- **WHAT YOU ARE ASKED TO DO**: "return" is the word to look for; copy each line of the listing where it occurs.

START SUPPLIED MATERIAL

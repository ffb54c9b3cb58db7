//! # Board Layout Engine
//!
//! Turns a canvas size, a board size and a label position into every pixel
//! measurement a board renderer needs, and maps pointer positions back onto
//! intersections.
//!
//! ## How a layout is computed
//!
//! The absolute size of anything is unknown until the very end, so the
//! regions are first described *proportionally* and only then fitted into
//! the canvas:
//!
//! 1. Fit a rectangle with the board's aspect ratio into the stage. Only its
//!    proportions matter; it becomes the grid region.
//! 2. Estimate a provisional stone size from it.
//! 3. Build the region chain outward: grid → stones (one stone of margin) →
//!    coordinate labels → board image (a thin border).
//! 4. Fit the chain into the real stage, keeping a stage margin free.
//! 5. Recompute the grid unit from the now-pixel grid so intersections are
//!    square, then trim the grid symmetrically to an exact number of units.
//!
//! The result is an immutable [`BoardLayout`]. [`BoardLayoutEngine`] keeps
//! the last one around together with its inputs so that toggling the label
//! position can [`recompute`](BoardLayoutEngine::recompute) without the
//! caller re-supplying sizes.

pub mod chain;
pub mod labels;
pub mod star_points;

use log::{debug, warn};
use serde::Serialize;

use crate::config::LayoutConfig;
use crate::error::{LayoutError, Result};
use crate::geometry::{center_fit, Edges, Point, Rect};
use crate::model::{BoardSize, Canvas, LabelPosition};
use chain::{ContainerStrategy, LayoutChain, LayoutRect};
use labels::LabelAnchor;

/// A board intersection, `(0, 0)` at the top-left.
#[derive(Debug, Clone, Copy, PartialEq, Eq, Hash, Serialize)]
pub struct Intersection {
    pub x: u32,
    pub y: u32,
}

impl Intersection {
    pub const fn new(x: u32, y: u32) -> Self {
        Self { x, y }
    }
}

/// Everything a renderer needs to draw one board at one size.
#[derive(Debug, Clone, PartialEq)]
pub struct BoardLayout {
    board: BoardSize,
    label_position: LabelPosition,
    stage: Rect,
    chain: LayoutChain,
    board_bounds: Rect,
    coordinate_label_bounds: Rect,
    stone_bounds: Rect,
    grid_bounds: Rect,
    grid_unit: f64,
    stone_size: f64,
    stone_gap: f64,
    shadow_radius: f64,
    stone_shadow_offset: f64,
    grid_line_thickness: f64,
    board_shadow_offset: f64,
}

/// Compute a layout from scratch. No input validation happens here; zero
/// board dimensions or a degenerate canvas give NaN-filled results.
pub fn compute_layout(
    canvas: Canvas,
    board: BoardSize,
    label_position: LabelPosition,
    config: &LayoutConfig,
) -> BoardLayout {
    let stage = Rect::from_size(canvas.width, canvas.height);
    let columns = f64::from(board.columns);
    let rows = f64::from(board.rows);

    let proportional = center_fit(&stage, columns / rows, 0.0);
    let provisional_stone =
        (proportional.width / columns + proportional.height / rows) / 2.0;

    let grid = LayoutRect::new(proportional.width, proportional.height);
    let stones = grid.with_uniform_margin(provisional_stone, ContainerStrategy::Center);
    let label_region = labels::wrap_coordinate_labels(stones, label_position, provisional_stone);
    let border = label_region.bounds().min_side() * config.board_image_margin_fraction;
    let board_image = label_region.with_uniform_margin(border, ContainerStrategy::Center);

    let chain = board_image.finalize(stage, stage.min_side() * config.stage_margin_fraction);

    // [board image, coordinate labels (absent for None), stones, grid]
    let board_bounds = chain.root();
    let coordinate_label_bounds = chain.levels()[1];
    let stone_bounds = chain.levels()[chain.len() - 2];
    let scaled_grid = chain.leaf();

    let column_span = f64::from(board.column_span());
    let row_span = f64::from(board.row_span());
    let grid_unit = (scaled_grid.width / column_span).min(scaled_grid.height / row_span);
    let stone_gap = grid_unit * config.stone_gap_fraction;
    let stone_size = grid_unit - stone_gap;

    let excess_width = scaled_grid.width - grid_unit * column_span;
    let excess_height = scaled_grid.height - grid_unit * row_span;
    let grid_bounds = scaled_grid.clip(Edges::symmetric(excess_height / 2.0, excess_width / 2.0));

    debug!(
        "computed {}x{} board on {}x{} canvas ({:?}): grid unit {:.3}, stone {:.3}",
        board.columns, board.rows, canvas.width, canvas.height, label_position, grid_unit, stone_size
    );

    BoardLayout {
        board,
        label_position,
        stage,
        board_bounds,
        coordinate_label_bounds,
        stone_bounds,
        grid_bounds,
        grid_unit,
        stone_size,
        stone_gap,
        shadow_radius: stone_size / config.shadow_radius_divisor,
        stone_shadow_offset: stone_size / config.shadow_offset_divisor,
        grid_line_thickness: (grid_unit * config.grid_line_thickness_fraction)
            .max(config.min_grid_line_thickness),
        board_shadow_offset: stage.min_side() * config.board_shadow_offset_fraction,
        chain,
    }
}

impl BoardLayout {
    pub fn board_size(&self) -> BoardSize {
        self.board
    }

    pub fn label_position(&self) -> LabelPosition {
        self.label_position
    }

    /// The whole canvas.
    pub fn stage_bounds(&self) -> Rect {
        self.stage
    }

    /// The board image, including its border.
    pub fn board_bounds(&self) -> Rect {
        self.board_bounds
    }

    /// The region holding the labels and the stones. Same as
    /// [`stone_bounds`](Self::stone_bounds) when labels are off.
    pub fn coordinate_label_bounds(&self) -> Rect {
        self.coordinate_label_bounds
    }

    /// The region edge stones may reach.
    pub fn stone_bounds(&self) -> Rect {
        self.stone_bounds
    }

    /// The rectangle spanned by the outermost grid lines.
    pub fn grid_bounds(&self) -> Rect {
        self.grid_bounds
    }

    /// The finalized region chain, board image first, grid region (before
    /// trimming to whole units) last.
    pub fn chain(&self) -> &LayoutChain {
        &self.chain
    }

    /// Distance between neighbouring intersections.
    pub fn grid_unit(&self) -> f64 {
        self.grid_unit
    }

    pub fn stone_size(&self) -> f64 {
        self.stone_size
    }

    pub fn stone_gap(&self) -> f64 {
        self.stone_gap
    }

    pub fn shadow_radius(&self) -> f64 {
        self.shadow_radius
    }

    pub fn stone_shadow_offset(&self) -> f64 {
        self.stone_shadow_offset
    }

    pub fn grid_line_thickness(&self) -> f64 {
        self.grid_line_thickness
    }

    pub fn board_border_shadow_offset(&self) -> f64 {
        self.board_shadow_offset
    }

    /// Pixel center of intersection `(x, y)`.
    pub fn intersection_center(&self, x: u32, y: u32) -> Point {
        Point::new(
            self.grid_bounds.x + self.grid_unit * f64::from(x),
            self.grid_bounds.y + self.grid_unit * f64::from(y),
        )
    }

    /// Top-left draw position for an object of the given size centered on
    /// intersection `(x, y)`.
    pub fn grid_render_position(&self, x: u32, y: u32, width: f64, height: f64) -> Point {
        let center = self.intersection_center(x, y);
        Point::new(center.x - width / 2.0, center.y - height / 2.0)
    }

    /// Top-left draw position for a stone on intersection `(x, y)`.
    pub fn stone_render_position(&self, x: u32, y: u32) -> Point {
        self.grid_render_position(x, y, self.stone_size, self.stone_size)
    }

    /// The intersection nearest to pixel `(x, y)`, or `None` if the point is
    /// more than half a grid unit outside the grid on any side.
    pub fn grid_position(&self, x: f64, y: f64) -> Option<Intersection> {
        let grid = self.grid_bounds;
        let half = self.grid_unit / 2.0;
        let inside = x >= grid.x - half
            && x <= grid.right() + half
            && y >= grid.y - half
            && y <= grid.bottom() + half;
        if !inside {
            return None;
        }

        let snap = |offset: f64, count: u32| {
            let index = (offset / self.grid_unit).round().max(0.0) as u32;
            index.min(count - 1)
        };
        Some(Intersection::new(
            snap(x - grid.x, self.board.columns),
            snap(y - grid.y, self.board.rows),
        ))
    }

    pub fn star_points(&self) -> Vec<Intersection> {
        star_points::star_points(self.board.columns, self.board.rows)
    }

    /// Pixel centers of the board's star points.
    pub fn star_point_positions(&self) -> Vec<Point> {
        self.star_points()
            .into_iter()
            .map(|p| self.intersection_center(p.x, p.y))
            .collect()
    }

    /// Where to draw each coordinate label. Empty when labels are off.
    pub fn label_anchors(&self) -> Vec<LabelAnchor> {
        labels::label_anchors(self)
    }
}

/// Owns the layout for one board view and recomputes it on demand.
#[derive(Debug, Clone, Default)]
pub struct BoardLayoutEngine {
    config: LayoutConfig,
    inputs: Option<(Canvas, BoardSize)>,
    layout: Option<BoardLayout>,
}

impl BoardLayoutEngine {
    pub fn new() -> Self {
        Self::default()
    }

    pub fn with_config(config: LayoutConfig) -> Self {
        Self {
            config,
            ..Self::default()
        }
    }

    pub fn config(&self) -> &LayoutConfig {
        &self.config
    }

    /// Lay out `board` on `canvas`, replacing any previous layout.
    pub fn compute(
        &mut self,
        canvas: Canvas,
        board: BoardSize,
        label_position: LabelPosition,
    ) -> &BoardLayout {
        self.inputs = Some((canvas, board));
        self.layout
            .insert(compute_layout(canvas, board, label_position, &self.config))
    }

    /// Lay out again with the last canvas and board but a new label position.
    pub fn recompute(&mut self, label_position: LabelPosition) -> Result<&BoardLayout> {
        let Some((canvas, board)) = self.inputs else {
            warn!("recompute({label_position:?}) requested before any compute");
            return Err(LayoutError::NotComputed);
        };
        let layout: &BoardLayout = self
            .layout
            .insert(compute_layout(canvas, board, label_position, &self.config));
        Ok(layout)
    }

    pub fn has_computed_once(&self) -> bool {
        self.layout.is_some()
    }

    /// The most recent layout, if any.
    pub fn layout(&self) -> Option<&BoardLayout> {
        self.layout.as_ref()
    }
}

// ── Serializable snapshot (for the CLI and debugging) ───────────────

/// A flat, serializable view of a [`BoardLayout`].
#[derive(Debug, Clone, Serialize)]
#[serde(rename_all = "camelCase")]
pub struct LayoutInfo {
    pub board: BoardSize,
    pub labels: LabelPosition,
    pub stage_bounds: Rect,
    pub board_bounds: Rect,
    pub coordinate_label_bounds: Rect,
    pub stone_bounds: Rect,
    pub grid_bounds: Rect,
    pub grid_unit: f64,
    pub stone_size: f64,
    pub stone_gap: f64,
    pub shadow_radius: f64,
    pub stone_shadow_offset: f64,
    pub grid_line_thickness: f64,
    pub board_border_shadow_offset: f64,
    pub star_points: Vec<Point>,
    pub label_anchors: Vec<LabelAnchor>,
    #[serde(skip_serializing_if = "Vec::is_empty")]
    pub probes: Vec<ProbeResult>,
}

/// The outcome of hit-testing one pixel position.
#[derive(Debug, Clone, PartialEq, Serialize)]
pub struct ProbeResult {
    pub point: Point,
    pub intersection: Option<Intersection>,
}

impl LayoutInfo {
    pub fn from_layout(layout: &BoardLayout, probes: &[Point]) -> Self {
        Self {
            board: layout.board_size(),
            labels: layout.label_position(),
            stage_bounds: layout.stage_bounds(),
            board_bounds: layout.board_bounds(),
            coordinate_label_bounds: layout.coordinate_label_bounds(),
            stone_bounds: layout.stone_bounds(),
            grid_bounds: layout.grid_bounds(),
            grid_unit: layout.grid_unit(),
            stone_size: layout.stone_size(),
            stone_gap: layout.stone_gap(),
            shadow_radius: layout.shadow_radius(),
            stone_shadow_offset: layout.stone_shadow_offset(),
            grid_line_thickness: layout.grid_line_thickness(),
            board_border_shadow_offset: layout.board_border_shadow_offset(),
            star_points: layout.star_point_positions(),
            label_anchors: layout.label_anchors(),
            probes: probes
                .iter()
                .map(|&point| ProbeResult {
                    point,
                    intersection: layout.grid_position(point.x, point.y),
                })
                .collect(),
        }
    }
}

END SUPPLIED MATERIAL

- **REPLY**:
            return None;
            return Err(LayoutError::NotComputed);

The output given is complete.